Ekonom sekaligus Direktur Center of Economic and Law Studies (Celios), Bhima Yudhistira mengatakan, aturan insentif untuk kendaraan listrik perlu dipertimbangkan kembali oleh pemerintah dan pihak terkait.
Sebab, nominal subsidi untuk kendaraan listrik dianggap terlalu besar dan bisa berdampak pada APBN 2023, yang mana Indonesia terancam mengalami resesi global.
"Sebenarnya subsidi mobil listrik belum urgen.
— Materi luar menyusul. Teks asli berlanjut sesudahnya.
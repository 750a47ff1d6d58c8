/*!
 * End-to-end scenarios through the built-in module
 */

use pretty_assertions::assert_eq;
use unwind_harness::core::guard::{CleanupEvent, CleanupJournal, CleanupPhase};
use unwind_harness::dispatch::abi::BUILD_NATIVE_FRAME;
use unwind_harness::dispatch::{DispatchTable, ExportTable, Symbol};
use unwind_harness::frames::FrameCallback;
use unwind_harness::orchestrator::{Handler, Orchestrator, TestCase};
use unwind_harness::{AllocationSite, ExceptionKind, ExecutionContext, HarnessError};

fn orchestrator() -> Orchestrator {
    Orchestrator::new(DispatchTable::builtin().unwrap())
}

fn stack_events(events: Vec<CleanupEvent>) -> Vec<CleanupEvent> {
    events
        .into_iter()
        .filter(|e| e.site == AllocationSite::Stack)
        .collect()
}

#[test]
fn test_native_exception_from_stack_depth_nine() {
    let case = TestCase::new(ExceptionKind::Native, AllocationSite::Stack, 9)
        .with_message("Successfully caught C++ exception");

    let report = orchestrator().run_case(&case).unwrap();
    let events = stack_events(report.events.clone());

    assert!(report.passed(), "{:?}", report.failures);
    assert_eq!(report.handled_by, Some(Handler::Case));
    assert_eq!(report.message.as_deref(), Some("Successfully caught C++ exception"));
    assert_eq!(report.teardown, (0..=9).collect::<Vec<_>>());

    // Ten teardowns, newest guard first, and none left behind in the journal
    assert_eq!(events.len(), 10);
    assert!(events.windows(2).all(|pair| pair[0].id > pair[1].id));
    assert_eq!(CleanupJournal::count_since(CleanupJournal::mark()), 0);
}

#[test]
fn test_guard_contexts_alternate() {
    let case = TestCase::new(ExceptionKind::Hosted, AllocationSite::Stack, 5);

    let report = orchestrator().run_case(&case).unwrap();
    assert!(report.passed(), "{:?}", report.failures);

    for event in stack_events(report.events.clone()) {
        let (context, phase) = match event.tag {
            // Terminal guard is a stack-scoped hosted object
            0 => (ExecutionContext::Hosted, CleanupPhase::Disposed),
            tag if tag % 2 == 0 => (ExecutionContext::Native, CleanupPhase::Destroyed),
            _ => (ExecutionContext::Hosted, CleanupPhase::Disposed),
        };
        assert_eq!((event.context, event.phase), (context, phase), "tag {}", event.tag);
    }
}

#[test]
fn test_every_kind_at_depth_zero() {
    let orchestrator = orchestrator();
    for kind in ExceptionKind::ALL {
        for site in AllocationSite::ALL {
            let report = orchestrator.run_case(&TestCase::new(kind, site, 0)).unwrap();
            assert!(report.passed(), "{} from {}: {:?}", kind, site, report.failures);
            assert_eq!(report.message.as_deref(), Some(kind.default_message()));
        }
    }
}

#[test]
fn test_default_messages() {
    assert_eq!(
        ExceptionKind::Hosted.default_message(),
        "Successfully caught hosted exception"
    );
    assert_eq!(
        ExceptionKind::Structured.default_message(),
        "Successfully caught structured exception (SEH)"
    );
}

extern "C-unwind" fn swallowing_frame(depth: usize, callback: FrameCallback) {
    let _ = std::panic::catch_unwind(|| callback(depth));
}

#[test]
fn test_swallowed_exception_is_propagation_failure() {
    let module = ExportTable::builtin()
        .without(BUILD_NATIVE_FRAME)
        .export(BUILD_NATIVE_FRAME, Symbol::BuildFrame(swallowing_frame));
    let orchestrator = Orchestrator::new(DispatchTable::resolve(&module).unwrap());

    for kind in ExceptionKind::ALL {
        let case = TestCase::new(kind, AllocationSite::Stack, 3);
        match orchestrator.run_case(&case) {
            Err(HarnessError::PropagationFailure { kind: k, depth, .. }) => {
                assert_eq!((k, depth), (kind, 3));
            }
            other => panic!("expected propagation failure for {}, got {:?}", kind, other),
        }
    }
}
Masalah besaran subsidi juga perlu ditinjau ulang karena kondisi APBN tahun depan masih butuh anggaran untuk antisipasi resesi," kata Bhima kepada VOI, Selasa, 20 Desember.
Terlebih lagi, kata Bhima, kondisi ruang fiskal atau pendapatan negara sedang dalam kondisi yang kurang baik.
"Ruang fiskal makin sempit, terlebih besaran defisit APBN tidak boleh di atas tiga persen," ujarnya.
Bhima menyarankan agar pemerintah melihat besarnya TKDN dari kendaraan listrik yang ingin disubsidi, sehingga insentif yang dikeluarkan nantinya tidak salah sasaran.
"Besaran TKDN juga penting sebagai kategori subsidi kendaraan listrik. Saat ini, banyak mobil dan motor listrik impor, begitu juga suku cadangnya. Jangan sampai pemerintah subsidi barang impor pakai uang APBN, itu jelas tidak tepat sasaran," ungkapnya.
Tak hanya itu, Bhima menilai subsidi kendaraan listrik dikhawatirkan bisa menambah kemacetan di Indonesia.
"Kalau mobil listrik disubsidi khawatir menambah kemacetan, terutama di kota-kota besar," pungkasnya.
Sebelumnya, Pemerintah tengah memfinalisasi aturan insentif bagi pembelian mobil atau motor listrik.
Nantinya, insentif tersebut akan diberikan ke setiap pembelian kendaraan listrik, baik mobil maupun motor, yang diproduksi oleh perusahaan yang memiliki pabrik di Indonesia.
Insentif tersebut diharapkan memberikan berbagai manfaat bagi pengembangan industri kendaraan listrik.
BACA JUGA:
Menurut rencana, insentif yang akan diberikan untuk pembelian mobil listrik, yakni sekitar Rp80 juta, dan untuk mobil listrik berbasis hibrid sekitar Rp40 juta.
Sedangkan, untuk jenis kendaraan roda dua, pemerintah akan memberikan insentif sekitar Rp8 juta.
Kemudian, motor konversi menjadi motor listrik mendapat insentif sekitar Rp5 juta.